Thursday, March 6, 2014

Compassion for ALL mothers/parents

I never really knew this existed until I became a mother. But, we are not very nice to each other as mothers. We tend to act like high schoolers and band together into cliques. Breast feeding moms vs formula moms. Stay at home moms vs working moms. Single moms vs Moms in relationships.
Why? Why must we be #TeamBreastfeedingmom vs #TeamFormula or #TeamNoVaccines?

Is there only 1 or 2 ways to raise a child?

I've concluded that when our children were born, we gave our of our compassion to our children and family that we forgot about others. All moms need compassion and understanding. Has a breastfeeding mom ever wonder about the struggles that the formula mom is going through? How bad that formula mom must feel that she can't do what her body is suppose to do, feed her child? Or, has the formula mom ever felt bad about the breastfeeding mom having no where to feed her child? Or the struggles and pain that the breastfeeding mom goes through with her body?

What about the stay at home mom having compassion for the working mom that has to hand her child every morning to someone else to raise her child? The hours and events that the working mom misses out on her growing child. What about the stay at home mom that has no one to talk to all day but a toddler? Catering to everyone else and missing social interaction? The stay at home mom that had to give up her career, something that she has worked all her life for?

I can go on and on about all the pros and cons of every side but I think we really need to stop judging people and making rude comments. I write this blog today because of an article that I read on Yahoo news called "Wait, Breast isn't Best?" and it reminded me of all the rude and mean degrading comments I got from other moms out there about why my child wasn't exclusively breast fed or why do I want someone else raising my child? Yes, those were the exact words moms have said to me. More than once. One mom said to me "Maybe no one told you but breast feeding is best. You're just poisoning your child with chemicals". I had to use ALL of my self control to refrain myself from cussing her ignorant self out.

So, lets just be nice to one another. Lets stop creating all these #TeamBlahBlahBlah and just use one hashtag #TeamMom. Lets be nice to one another and offer help. Offer someone to talk to, offer your heart. We are moms, we are dads, we are parents, we know how to have compassion.

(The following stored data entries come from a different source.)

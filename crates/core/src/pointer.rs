// SPDX-License-Identifier: BUSL-1.1
// Copyright (c) 2026 Alfred Jean LLC

//! RFC 6901 JSON pointer resolution over `serde_json` values.
//!
//! Writes are replacement-only: the final token must name an existing
//! object key or an in-range array index. The base document's shape is
//! authoritative, so writes never create keys or extend arrays.

use serde_json::Value;
use thiserror::Error;

/// Errors from pointer resolution
#[derive(Debug, Clone, PartialEq, Eq, Error)]
pub enum PointerError {
    #[error("pointer path not found: {pointer} (missing {token:?})")]
    NotFound { pointer: String, token: String },
    #[error("pointer invalid: {pointer} ({reason})")]
    Invalid { pointer: String, reason: String },
}

/// Decode one reference token: `~1` → `/`, `~0` → `~` (in that order).
fn decode_token(token: &str) -> String {
    token.replace("~1", "/").replace("~0", "~")
}

/// Split a pointer into decoded tokens. The empty pointer is the whole
/// document (zero tokens); anything else must start with `/`.
fn tokens(pointer: &str) -> Result<Vec<String>, PointerError> {
    if pointer.is_empty() {
        return Ok(Vec::new());
    }
    let rest = pointer.strip_prefix('/').ok_or_else(|| PointerError::Invalid {
        pointer: pointer.to_string(),
        reason: "must start with '/'".to_string(),
    })?;
    Ok(rest.split('/').map(decode_token).collect())
}

/// Parse an array index token. RFC 6901 forbids leading zeros and signs.
fn array_index(token: &str) -> Option<usize> {
    if token == "0" {
        return Some(0);
    }
    if token.starts_with('0') || token.is_empty() {
        return None;
    }
    token.parse().ok()
}

fn not_found(pointer: &str, token: &str) -> PointerError {
    PointerError::NotFound { pointer: pointer.to_string(), token: token.to_string() }
}

fn invalid(pointer: &str, reason: String) -> PointerError {
    PointerError::Invalid { pointer: pointer.to_string(), reason }
}

fn descend<'a>(current: &'a Value, token: &str, pointer: &str) -> Result<&'a Value, PointerError> {
    match current {
        Value::Object(map) => map.get(token).ok_or_else(|| not_found(pointer, token)),
        Value::Array(items) => {
            let idx = array_index(token).ok_or_else(|| {
                invalid(pointer, format!("non-numeric token {token:?} against array"))
            })?;
            items.get(idx).ok_or_else(|| not_found(pointer, token))
        }
        _ => Err(invalid(pointer, format!("token {token:?} descends into a scalar"))),
    }
}

fn descend_mut<'a>(
    current: &'a mut Value,
    token: &str,
    pointer: &str,
) -> Result<&'a mut Value, PointerError> {
    match current {
        Value::Object(map) => map.get_mut(token).ok_or_else(|| not_found(pointer, token)),
        Value::Array(items) => {
            let idx = array_index(token).ok_or_else(|| {
                invalid(pointer, format!("non-numeric token {token:?} against array"))
            })?;
            items.get_mut(idx).ok_or_else(|| not_found(pointer, token))
        }
        _ => Err(invalid(pointer, format!("token {token:?} descends into a scalar"))),
    }
}

/// Resolve `pointer` within `doc`.
pub fn read<'a>(doc: &'a Value, pointer: &str) -> Result<&'a Value, PointerError> {
    let mut current = doc;
    for token in tokens(pointer)? {
        current = descend(current, &token, pointer)?;
    }
    Ok(current)
}

/// Replace the value at `pointer` within `doc`.
///
/// The final token must resolve to an existing key or in-range index.
/// Writing at the document root is rejected.
pub fn write(doc: &mut Value, pointer: &str, value: Value) -> Result<(), PointerError> {
    let toks = tokens(pointer)?;
    let Some((last, parents)) = toks.split_last() else {
        return Err(invalid(pointer, "cannot write at the document root".to_string()));
    };

    let mut current = doc;
    for token in parents {
        current = descend_mut(current, token, pointer)?;
    }

    match current {
        Value::Object(map) => {
            if !map.contains_key(last.as_str()) {
                return Err(not_found(pointer, last));
            }
            map.insert(last.clone(), value);
            Ok(())
        }
        Value::Array(items) => {
            let idx = array_index(last).ok_or_else(|| {
                invalid(pointer, format!("non-numeric token {last:?} against array"))
            })?;
            let slot = items.get_mut(idx).ok_or_else(|| not_found(pointer, last))?;
            *slot = value;
            Ok(())
        }
        _ => Err(invalid(pointer, format!("token {last:?} descends into a scalar"))),
    }
}

#[cfg(test)]
#[path = "pointer_tests.rs"]
mod tests;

This is a quote from today's article on Yahoo:
Jessica Shortall writes over on The Shriver Report:
"This 'breast is best' thing has taken on a tinge of accusation and a tone of judgment. 'Breast is best' no longer comes across only as: "…so leave the poor woman alone who is trying to nurse her hungry baby on a park bench." It no longer comes across as: "provide a lactation room for new mothers at your workplace -- one that does not require her to sit on a germy toilet while she produces food for a baby." Lately, it's starting to sound a bit like: "…so if you don't do it, you obviously don't love your baby or want what's best for he/she."